2014 年 15 巻 1 号 p. 50-53
松阪市民病院は、2008年4月より診断群分類別包括払い方式(Diagnosis Procedure Combination/Per-Diem Payment System;DPC/PDPS)を導入している328床の地方公営企業法、一部適用の自治体病院である。全職員の意識改革により、1989年以来の赤字体質から脱却し、大きく経営改善を達成した。さらなる経営改善を行うために、2010年4月に院長直属の「総合企画室」を設立した。その業務の1つとしてDPC/PDPSにおいて最も重要な部門である医事業務を完全委託から脱却させ、直営化に取り組んだので、その効果について報告する。
自治体病院では委託費、特に医事業務の委託費が大きいのが特徴である。当院も医事業務の委託費用として年間1億4000万円が必要であり、直営化により運営した場合の経費削減の程度、職員のモチべーションについて検討した。

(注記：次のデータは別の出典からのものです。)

use std::collections::BTreeMap;
use std::sync::{Arc, OnceLock};

use regex::Regex;
use serde::Serialize;
use tracing::debug;

use crate::error::Result;
use crate::model::epoch_millis;
use crate::storage::{validate_segment, ObjectStore};

/// Snapshot history is capped at this many slots per pattern.
pub const MAX_SLOTS: usize = 9;
pub const SLOT_EXTENSION: &str = "json.gz";

#[derive(Debug, Clone, PartialEq, Eq, Serialize)]
pub struct RemoteSlot {
    pub slot_index: usize,
    pub path: String,
    pub updated_at: i64,
}

fn slot_name_regex() -> &'static Regex {
    static RE: OnceLock<Regex> = OnceLock::new();
    RE.get_or_init(|| {
        Regex::new(r"^slot-(0|[1-9][0-9]*)\.[A-Za-z0-9]+(?:\.[A-Za-z0-9]+)*$")
            .expect("slot name pattern is valid")
    })
}

/// Slot index for a canonical `slot-<N>.<ext>` file name within range.
pub fn parse_slot_index(name: &str) -> Option<usize> {
    let caps = slot_name_regex().captures(name)?;
    let index: usize = caps.get(1)?.as_str().parse().ok()?;
    (index < MAX_SLOTS).then_some(index)
}

pub fn slot_prefix(account_id: &str, pattern_id: &str) -> Result<String> {
    validate_segment(account_id)?;
    validate_segment(pattern_id)?;
    Ok(format!("{account_id}/{pattern_id}/"))
}

pub fn slot_path(account_id: &str, pattern_id: &str, index: usize) -> Result<String> {
    Ok(format!(
        "{}slot-{index}.{SLOT_EXTENSION}",
        slot_prefix(account_id, pattern_id)?
    ))
}

/// Lowest unused index while the ring has room, otherwise the slot with the
/// oldest `updated_at` (lowest index on ties).
pub fn pick_slot_to_write(existing: &[RemoteSlot]) -> usize {
    if existing.len() < MAX_SLOTS {
        return (0..MAX_SLOTS)
            .find(|i| !existing.iter().any(|s| s.slot_index == *i))
            .unwrap_or(0);
    }
    existing
        .iter()
        .min_by_key(|s| (s.updated_at, s.slot_index))
        .map(|s| s.slot_index)
        .unwrap_or(0)
}

/// Fixed-capacity ring of snapshots per (account, pattern).
///
/// There is no cross-process lock: two writers may pick the same oldest slot
/// and one of them wins. Loss is bounded to that one slot.
#[derive(Clone)]
pub struct RollingSnapshotStore {
    store: Arc<dyn ObjectStore>,
}

impl RollingSnapshotStore {
    pub fn new(store: Arc<dyn ObjectStore>) -> Self {
        Self { store }
    }

    pub async fn list_slots(&self, account_id: &str, pattern_id: &str) -> Result<Vec<RemoteSlot>> {
        let prefix = slot_prefix(account_id, pattern_id)?;
        let mut by_index: BTreeMap<usize, RemoteSlot> = BTreeMap::new();
        for entry in self.store.list(&prefix).await? {
            let Some(name) = entry.key.strip_prefix(&prefix) else {
                continue;
            };
            if name.contains('/') {
                continue;
            }
            let Some(slot_index) = parse_slot_index(name) else {
                continue;
            };
            let slot = RemoteSlot {
                slot_index,
                path: entry.key.clone(),
                updated_at: entry.updated_at,
            };
            match by_index.get(&slot_index) {
                Some(existing) if existing.updated_at >= slot.updated_at => {}
                _ => {
                    by_index.insert(slot_index, slot);
                }
            }
        }
        Ok(by_index.into_values().collect())
    }

    pub async fn write(&self, account_id: &str, pattern_id: &str, bytes: Vec<u8>) -> Result<RemoteSlot> {
        let existing = self.list_slots(account_id, pattern_id).await?;
        let slot_index = pick_slot_to_write(&existing);
        let path = slot_path(account_id, pattern_id, slot_index)?;
        debug!(
            pattern = pattern_id,
            slot = slot_index,
            existing = existing.len(),
            "writing snapshot slot"
        );
        self.store.write(&path, bytes).await?;

        // Report the store's own timestamp so it orders with later listings.
        let listed = match self.list_slots(account_id, pattern_id).await {
            Ok(slots) => slots
                .into_iter()
                .find(|s| s.slot_index == slot_index)
                .map(|s| s.updated_at),
            Err(err) => {
                debug!(pattern = pattern_id, error = %err, "could not re-list slots after write");
                None
            }
        };
        Ok(RemoteSlot {
            slot_index,
            path,
            updated_at: listed.unwrap_or_else(epoch_millis),
        })
    }

    pub async fn read_latest(&self, account_id: &str, pattern_id: &str) -> Result<Option<Vec<u8>>> {
        let slots = self.list_slots(account_id, pattern_id).await?;
        let Some(latest) = slots.iter().max_by_key(|s| (s.updated_at, s.slot_index)) else {
            return Ok(None);
        };
        self.store.read(&latest.path).await
    }

    pub async fn read_slot(
        &self,
        account_id: &str,
        pattern_id: &str,
        slot_index: usize,
    ) -> Result<Option<Vec<u8>>> {
        let slots = self.list_slots(account_id, pattern_id).await?;
        match slots.iter().find(|s| s.slot_index == slot_index) {
            Some(slot) => self.store.read(&slot.path).await,
            None => Ok(None),
        }
    }
}

#[cfg(test)]
mod tests {
    use super::*;
    use crate::error::SyncError;
    use crate::testutil::{FlakyStore, MemoryObjectStore};

    fn slot(slot_index: usize, updated_at: i64) -> RemoteSlot {
        RemoteSlot {
            slot_index,
            path: format!("a/p/slot-{slot_index}.json.gz"),
            updated_at,
        }
    }

    #[test]
    fn slot_names_must_be_canonical() {
        assert_eq!(parse_slot_index("slot-0.json.gz"), Some(0));
        assert_eq!(parse_slot_index("slot-8.json"), Some(8));
        assert_eq!(parse_slot_index("slot-9.json.gz"), None);
        assert_eq!(parse_slot_index("slot-01.json.gz"), None);
        assert_eq!(parse_slot_index("slot-3"), None);
        assert_eq!(parse_slot_index("slot-x.json.gz"), None);
        assert_eq!(parse_slot_index("backup-1.json.gz"), None);
        assert_eq!(parse_slot_index("slot-99999999999999999999999.json.gz"), None);
    }

    #[test]
    fn pick_lowest_unused_when_not_full() {
        assert_eq!(pick_slot_to_write(&[]), 0);
        assert_eq!(pick_slot_to_write(&[slot(0, 5), slot(1, 6), slot(3, 7)]), 2);
        let eight: Vec<RemoteSlot> = (0..8).map(|i| slot(i, 100 - i as i64)).collect();
        assert_eq!(pick_slot_to_write(&eight), 8);
    }

    #[test]
    fn pick_oldest_when_full() {
        // updated_at 10..90, with the oldest placed at index 4.
        let order = [50, 60, 70, 80, 10, 20, 30, 40, 90];
        let full: Vec<RemoteSlot> = order
            .iter()
            .enumerate()
            .map(|(i, &t)| slot(i, t))
            .collect();
        assert_eq!(pick_slot_to_write(&full), 4);
    }

    #[tokio::test]
    async fn list_skips_malformed_and_nested_names() {
        let mem = Arc::new(MemoryObjectStore::new());
        for key in [
            "a/p/slot-0.json.gz",
            "a/p/slot-2.json.gz",
            "a/p/slot-9.json.gz",
            "a/p/slot-x.json.gz",
            "a/p/notes.txt",
            "a/p/old/slot-1.json.gz",
            "a/p2/slot-1.json.gz",
        ] {
            mem.insert_at(key, vec![0], 1);
        }
        let store = RollingSnapshotStore::new(mem);
        let slots = store.list_slots("a", "p").await.unwrap();
        let indices: Vec<usize> = slots.iter().map(|s| s.slot_index).collect();
        assert_eq!(indices, vec![0, 2]);
    }

    #[tokio::test]
    async fn full_ring_overwrites_oldest_slot() {
        let mem = Arc::new(MemoryObjectStore::new());
        for i in 0..MAX_SLOTS {
            mem.insert_at(
                &format!("a/p/slot-{i}.json.gz"),
                vec![i as u8],
                10 * (i as i64 + 1),
            );
        }
        let store = RollingSnapshotStore::new(mem.clone());
        let written = store.write("a", "p", b"new".to_vec()).await.unwrap();
        assert_eq!(written.slot_index, 0);
        assert_eq!(mem.get("a/p/slot-0.json.gz"), Some(b"new".to_vec()));
        assert_eq!(store.list_slots("a", "p").await.unwrap().len(), MAX_SLOTS);
    }

    #[tokio::test]
    async fn ring_never_exceeds_capacity() {
        let mem = Arc::new(MemoryObjectStore::new());
        let store = RollingSnapshotStore::new(mem.clone());
        let mut written = Vec::new();
        for n in 0..(MAX_SLOTS * 2 + 3) {
            written.push(store.write("a", "p", vec![n as u8]).await.unwrap().slot_index);
        }
        assert_eq!(store.list_slots("a", "p").await.unwrap().len(), MAX_SLOTS);
        // Fills 0..9 in order, then rotates through the same order.
        assert_eq!(&written[..MAX_SLOTS], &(0..MAX_SLOTS).collect::<Vec<_>>()[..]);
        assert_eq!(written[MAX_SLOTS], 0);
        assert_eq!(written[MAX_SLOTS + 1], 1);
    }

    #[tokio::test]
    async fn written_slot_carries_store_timestamp() {
        let mem = Arc::new(MemoryObjectStore::new());
        let store = RollingSnapshotStore::new(mem);
        let first = store.write("a", "p", vec![1]).await.unwrap();
        let second = store.write("a", "p", vec![2]).await.unwrap();
        assert_eq!(first.updated_at, 1_000);
        assert_eq!(second.updated_at, 1_001);

        let listed = store.list_slots("a", "p").await.unwrap();
        assert_eq!(listed, vec![first, second]);
    }

    #[tokio::test]
    async fn read_latest_picks_newest_slot() {
        let mem = Arc::new(MemoryObjectStore::new());
        mem.insert_at("a/p/slot-0.json.gz", b"old".to_vec(), 10);
        mem.insert_at("a/p/slot-1.json.gz", b"newest".to_vec(), 30);
        mem.insert_at("a/p/slot-2.json.gz", b"middle".to_vec(), 20);
        let store = RollingSnapshotStore::new(mem);

        assert_eq!(
            store.read_latest("a", "p").await.unwrap(),
            Some(b"newest".to_vec())
        );
        assert_eq!(store.read_latest("a", "other").await.unwrap(), None);
        assert_eq!(
            store.read_slot("a", "p", 2).await.unwrap(),
            Some(b"middle".to_vec())
        );
        assert_eq!(store.read_slot("a", "p", 5).await.unwrap(), None);
    }

    #[tokio::test]
    async fn storage_errors_propagate() {
        let flaky = Arc::new(FlakyStore::new(Arc::new(MemoryObjectStore::new())));
        flaky.fail_next_writes(1);
        let store = RollingSnapshotStore::new(flaky.clone());
        let err = store.write("a", "p", vec![1]).await.unwrap_err();
        assert!(matches!(err, SyncError::Network(_)));
        assert!(store.write("a", "p", vec![1]).await.is_ok());
    }

    #[tokio::test]
    async fn ids_with_separators_are_rejected() {
        let store = RollingSnapshotStore::new(Arc::new(MemoryObjectStore::new()));
        assert!(matches!(
            store.write("a/b", "p", vec![1]).await,
            Err(SyncError::InvalidKey(_))
        ));
    }
}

医事業務直営化前は市からの職員6人(うち診療情報管理士1人)、委託業者から50.5人であったが、直営化後は常勤職員9人(うち診療情報管理士6人)、非常勤職員48人の体制になった。これにより指揮命令系統の一元化、業務への柔軟な対応、病院職員としてのモチベーションの向上、医事業務への専門特化、医事業務職員の満足度向上、の他、年間約3000万円の経費節減を達成することが出来た。なお当院では医事業務を含め、総勢14人の診療情報管理士(院長、看護部長、看護師長各1人を含む)を擁し、経営改善に努力している。